**Exercise directions**
Scan the entries below for "filename" and copy each line that holds it.

Excerpts from a dataset:
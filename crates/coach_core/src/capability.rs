//! Host capability probe.
//!
//! Runs once at startup: inspects CPU, RAM and GPU, then verifies the
//! inference binary, the selected model, and the companion binaries
//! (ffmpeg for audio extraction, whisper for transcription). Every
//! check is a diagnostic; none of them aborts startup.

use crate::config::CoachConfig;
use serde::{Deserialize, Serialize};
use std::process::Command;
use sysinfo::System;
use tracing::{info, warn};

const MIN_CPU_CORES: usize = 4;
const MIN_CPU_SPEED_GHZ: f64 = 2.0;
const MIN_RAM_MB: u64 = 8000;
const MIN_VRAM_MB: u64 = 2048;

/// Aggregated result of all capability checks.
#[derive(Debug, Clone, Serialize, Deserialize)]
pub struct CapabilityReport {
    pub cpu_ok: bool,
    pub ram_ok: bool,
    pub gpu_ok: bool,
    pub inference_binary_ok: bool,
    pub model_ok: bool,
    pub ffmpeg_ok: bool,
    pub whisper_ok: bool,
    pub all_requirements_met: bool,
    /// Per-check diagnostic lines, in display order.
    pub messages: Vec<String>,
    /// Model inventory harvested from `<binary> list`, surfaced to
    /// the settings layer.
    pub available_models: Vec<String>,
}

pub fn cpu_meets_minimum(cores: usize, speed_ghz: f64) -> bool {
    cores >= MIN_CPU_CORES && speed_ghz >= MIN_CPU_SPEED_GHZ
}

pub fn ram_meets_minimum(ram_mb: u64) -> bool {
    ram_mb >= MIN_RAM_MB
}

/// Parse `<binary> list` output: tab/space-delimited rows, first row
/// is a header, first column is the model name.
pub fn parse_model_list(output: &str) -> Vec<String> {
    output
        .lines()
        .skip(1)
        .filter_map(|line| line.split_whitespace().next())
        .map(|name| name.to_string())
        .collect()
}

pub struct SystemProbe {
    inference_binary: String,
    model: String,
}

impl SystemProbe {
    pub fn new(config: &CoachConfig) -> Self {
        Self {
            inference_binary: config.inference_binary.clone(),
            model: config.model.clone(),
        }
    }

    /// Run all checks and build the report.
    pub fn check(&self) -> CapabilityReport {
        let mut messages = Vec::new();

        let cpu_ok = self.check_cpu(&mut messages);
        let ram_ok = self.check_ram(&mut messages);
        let gpu_ok = self.check_gpu(&mut messages);
        let inference_binary_ok = self.check_inference_binary(&mut messages);
        let (model_ok, available_models) = self.check_model(&mut messages);
        let ffmpeg_ok = self.check_ffmpeg(&mut messages);
        let whisper_ok = self.check_whisper(&mut messages);

        let all_requirements_met = cpu_ok
            && ram_ok
            && gpu_ok
            && inference_binary_ok
            && model_ok
            && ffmpeg_ok
            && whisper_ok;
        info!("All system requirements met: {}", all_requirements_met);

        CapabilityReport {
            cpu_ok,
            ram_ok,
            gpu_ok,
            inference_binary_ok,
            model_ok,
            ffmpeg_ok,
            whisper_ok,
            all_requirements_met,
            messages,
            available_models,
        }
    }

    fn check_cpu(&self, messages: &mut Vec<String>) -> bool {
        let mut sys = System::new_all();
        sys.refresh_all();

        let cores = num_cpus::get();
        let speed_ghz = sys
            .cpus()
            .first()
            .map(|cpu| cpu.frequency() as f64 / 1000.0)
            .unwrap_or(0.0);
        info!("Detected CPU: {} logical cores, {:.2} GHz", cores, speed_ghz);

        let ok = cpu_meets_minimum(cores, speed_ghz);
        if !ok {
            let msg = format!(
                "CPU below minimum ({} cores @ {:.1} GHz, need {} cores @ {:.1} GHz)",
                cores, speed_ghz, MIN_CPU_CORES, MIN_CPU_SPEED_GHZ
            );
            warn!("{}", msg);
            messages.push(format!("CPU: {}", msg));
        } else {
            messages.push("CPU: OK".to_string());
        }
        ok
    }

    fn check_ram(&self, messages: &mut Vec<String>) -> bool {
        let mut sys = System::new_all();
        sys.refresh_memory();
        let ram_mb = sys.total_memory() / (1024 * 1024);
        info!("Detected RAM: {} MB", ram_mb);

        let ok = ram_meets_minimum(ram_mb);
        if !ok {
            let msg = format!("{} MB detected, minimum {} MB required", ram_mb, MIN_RAM_MB);
            warn!("RAM: {}", msg);
            messages.push(format!("RAM: {}", msg));
        } else {
            messages.push("RAM: OK".to_string());
        }
        ok
    }

    /// GPU is required on Windows/Linux; macOS integrated graphics are
    /// acceptable for the smaller models.
    fn check_gpu(&self, messages: &mut Vec<String>) -> bool {
        if cfg!(target_os = "macos") {
            messages.push("GPU: OK (integrated acceptable on macOS)".to_string());
            return true;
        }

        let lspci = Command::new("lspci").output();
        let listing = match lspci {
            Ok(output) => String::from_utf8_lossy(&output.stdout).into_owned(),
            Err(_) => String::new(),
        };

        let vendor_present =
            listing.contains("NVIDIA") || (listing.contains("AMD") && listing.contains("VGA"));

        // nvidia-smi gives VRAM when the driver is functional.
        let vram_mb = Command::new("nvidia-smi")
            .args(["--query-gpu=memory.total", "--format=csv,noheader,nounits"])
            .output()
            .ok()
            .filter(|output| output.status.success())
            .and_then(|output| {
                String::from_utf8_lossy(&output.stdout)
                    .lines()
                    .next()
                    .and_then(|line| line.trim().parse::<u64>().ok())
            });

        let ok = match vram_mb {
            Some(mb) => mb >= MIN_VRAM_MB,
            None => vendor_present,
        };

        if !ok {
            let msg = "No GPU meets minimum requirements (>=2GB VRAM, NVIDIA/AMD)".to_string();
            warn!("{}", msg);
            messages.push(format!("GPU: {}", msg));
        } else {
            messages.push("GPU: OK".to_string());
        }
        ok
    }

    fn check_inference_binary(&self, messages: &mut Vec<String>) -> bool {
        let ok = Command::new(&self.inference_binary)
            .arg("--version")
            .output()
            .map(|output| output.status.success())
            .unwrap_or(false);

        if ok {
            info!("Inference binary detected: {}", self.inference_binary);
            messages.push(format!("AI provider ({}): OK", self.inference_binary));
        } else {
            let msg = format!("{} not installed or not in PATH", self.inference_binary);
            warn!("{}", msg);
            messages.push(format!("AI provider: {}", msg));
        }
        ok
    }

    /// Verifies the selected model is installed and harvests the full
    /// inventory for the settings surface.
    fn check_model(&self, messages: &mut Vec<String>) -> (bool, Vec<String>) {
        let output = match Command::new(&self.inference_binary).arg("list").output() {
            Ok(output) if output.status.success() => {
                String::from_utf8_lossy(&output.stdout).into_owned()
            }
            _ => {
                let msg = format!("Failed to list {} models", self.inference_binary);
                warn!("{}", msg);
                messages.push(format!("AI model: {}", msg));
                return (false, Vec::new());
            }
        };

        let models = parse_model_list(&output);
        let ok = models
            .iter()
            .any(|name| name.eq_ignore_ascii_case(&self.model));

        if ok {
            info!("Model detected: {}", self.model);
            messages.push(format!("AI model ({}): OK", self.model));
        } else {
            let msg = format!("Model not found: {}", self.model);
            warn!("{}", msg);
            messages.push(format!("AI model: {}", msg));
        }
        (ok, models)
    }

    fn check_ffmpeg(&self, messages: &mut Vec<String>) -> bool {
        let ok = Command::new("ffmpeg")
            .arg("-version")
            .output()
            .map(|output| output.status.success())
            .unwrap_or(false);

        if ok {
            messages.push("FFmpeg: OK".to_string());
        } else {
            warn!("FFmpeg not installed or not in PATH");
            messages.push("FFmpeg: not installed or not in PATH".to_string());
        }
        ok
    }

    fn check_whisper(&self, messages: &mut Vec<String>) -> bool {
        let ok = Command::new("whisper")
            .arg("--help")
            .output()
            .map(|output| output.status.success())
            .unwrap_or(false);

        if ok {
            messages.push("Whisper: OK".to_string());
        } else {
            warn!("Whisper not installed or not in PATH");
            messages.push("Whisper: not installed or not in PATH".to_string());
        }
        ok
    }
}
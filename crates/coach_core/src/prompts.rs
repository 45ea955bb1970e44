//! Prompt construction.
//!
//! Plain string building, no template engine. The question retry
//! ladder is a data-driven ordered slice of prompt builders so each
//! escalation step is independently testable.

/// JSON field contract handed to the model for evaluations.
pub const EVALUATION_JSON_FIELDS: &str = "{clarityScore: int, clarityFeedback: string, structureScore: int, structureFeedback: string, relevanceScore: int, relevanceFeedback: string, communicationScore: int, communicationFeedback: string, depthScore: int, depthFeedback: string}";

/// Fixed prompt used once at startup to measure responsiveness.
pub const CALIBRATION_PROMPT: &str = "You are an interview coach. Give a short STAR feedback for this example answer: At my previous job, I improved the load time of a service by 30% by introducing caching. The challenge was balancing consistency and performance. I implemented a TTL cache, monitored results, and reduced user complaints by 40%.";

fn question_restriction(word_limit: usize) -> String {
    format!(
        "The question must be less than {} words. Generate ONLY the behavioral interview question — do not include any explanations or introductions.",
        word_limit
    )
}

pub fn first_question(profession: &str, word_limit: usize) -> String {
    format!(
        "You are a concise behavioral interview coach. Generate a single, realistic behavioral interview question for a {}. {}",
        profession,
        question_restriction(word_limit)
    )
}

pub fn followup_question(profession: &str, word_limit: usize) -> String {
    format!(
        "Give me another behavioral interview question for a {}. {}",
        profession,
        question_restriction(word_limit)
    )
}

/// Inputs available to every rung of the question retry ladder.
pub struct QuestionRetryContext<'a> {
    pub profession: &'a str,
    pub word_limit: usize,
    /// The over-length candidate from the previous attempt.
    pub previous_question: &'a str,
}

type RetryPromptFn = fn(&QuestionRetryContext) -> String;

fn shorten_previous(ctx: &QuestionRetryContext) -> String {
    format!(
        "Please provide the next behavioral interview question in {} words or less: {}",
        ctx.word_limit, ctx.previous_question
    )
}

fn totally_different(ctx: &QuestionRetryContext) -> String {
    format!(
        "Give me a totally different behavioral interview question for a {}. {}",
        ctx.profession,
        question_restriction(ctx.word_limit)
    )
}

fn most_common(ctx: &QuestionRetryContext) -> String {
    format!(
        "Give me the most common behavioral interview question for a {}. {}",
        ctx.profession,
        question_restriction(ctx.word_limit)
    )
}

fn generic_fallback(ctx: &QuestionRetryContext) -> String {
    format!(
        "Give me a generic behavioral interview question for a {}. {}",
        ctx.profession,
        question_restriction(ctx.word_limit)
    )
}

/// Escalation order: shorten the exact previous question, then ask for
/// a different one, then the most common one for the profession.
const QUESTION_RETRY_LADDER: &[RetryPromptFn] = &[shorten_previous, totally_different, most_common];

/// Prompt for retry number `attempt` (1-based). Attempts past the
/// ladder fall back to a generic request.
pub fn question_retry_prompt(attempt: usize, ctx: &QuestionRetryContext) -> String {
    match QUESTION_RETRY_LADDER.get(attempt.saturating_sub(1)) {
        Some(builder) => builder(ctx),
        None => generic_fallback(ctx),
    }
}

pub fn feedback(profession: &str, question: &str, transcript: &str) -> String {
    format!(
        "You are a technical hiring manager. Evaluate the following interview answer, focusing on clarity, structure, relevance, and communication style. \
         Provide actionable feedback in 3–4 concise sentences, output only the feedback, no extra commentary. \
         Candidate profession: {}. Question: {}. Candidate answer: {}",
        profession, question, transcript
    )
}

/// Feedback retries use a single strategy: shorten what came back.
pub fn shorten_feedback(word_limit: usize, previous_feedback: &str) -> String {
    format!(
        "Please provide the next feedback in {} words or less: {}",
        word_limit, previous_feedback
    )
}

pub fn evaluation(profession: &str, question: &str, transcript: &str) -> String {
    format!(
        "You are a technical hiring manager. Evaluate the following {} candidate's response to a behavioral interview question: {} \
         Parameters to evaluate (score each from 1 to 10, 10 = excellent): \
         1. Clarity: How understandable the answer is, considering content and depth. Minimal answers get low scores. \
         2. Structure: Logical flow of the answer; use of STAR or other coherent structure. Single sentences or unorganized responses score low. \
         3. Relevance: How well the answer addresses the question. Off-topic answers score 1–2. \
         4. Communication: How effectively the candidate conveys ideas, including grammar, vocabulary, and conciseness. Minimal answers with no examples are scored low even if grammar is correct. \
         5. Depth: Specificity, examples, measurable outcomes, and demonstration of skills. Minimal or vague answers score low. \
         Instructions: \
         - Provide numeric scores for each parameter. \
         - Add a one-sentence comment per parameter if needed. \
         - Be very strict: If the candidate provides a minimal answer, off-topic, irrelevant answer, does not directly address the question, does not contain examples or meaningful details, lacks detail and examples, or even if grammar and vocabulary are correct, give low scores (1-2). \
         - Output only in JSON format, create a JSON using the next parameters: {} \
         - Include all JSON parameters, even if one of them is missing or not applicable. \
         Candidate Response: {}",
        profession, question, EVALUATION_JSON_FIELDS, transcript
    )
}

/// Shorter feedback prompt for hosts too slow for the full pipeline.
pub fn degraded_feedback(question: &str, transcript: &str) -> String {
    format!(
        "You are an interview coach. Read the following answer and give short, clear feedback using the STAR method. \
         Identify which parts of Situation, Task, Action, and Result are strong and which could be improved. \
         Be concise, 2-3 sentences max.\nQuestion: {}\nAnswer: {}",
        question, transcript
    )
}

/// Shorter evaluation prompt for hosts too slow for the full pipeline.
pub fn degraded_evaluation(question: &str, transcript: &str) -> String {
    format!(
        "You are an interview coach. Evaluate the following candidate's answer to a behavioral question: {}\n\
         Candidate Response: {}\n\
         Instructions:\n\
         - Evaluate 5 parameters: Clarity, Structure, Relevance, Communication, Depth.\n\
         - Provide scores 1-10 for each parameter and a very short comment (1 sentence) per parameter.\n\
         - Be strict: minimal, vague, or off-topic answers should get low scores.\n\
         - Output only JSON using these fields: {}\n\
         - Keep JSON concise and include all fields, even if not applicable.\n\
         - Keep the output short (1-2 sentences per comment).",
        question, transcript, EVALUATION_JSON_FIELDS
    )
}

**Response box**
filename crates/coach_core/src/capability.rs
filename crates/coach_core/src/prompts.rs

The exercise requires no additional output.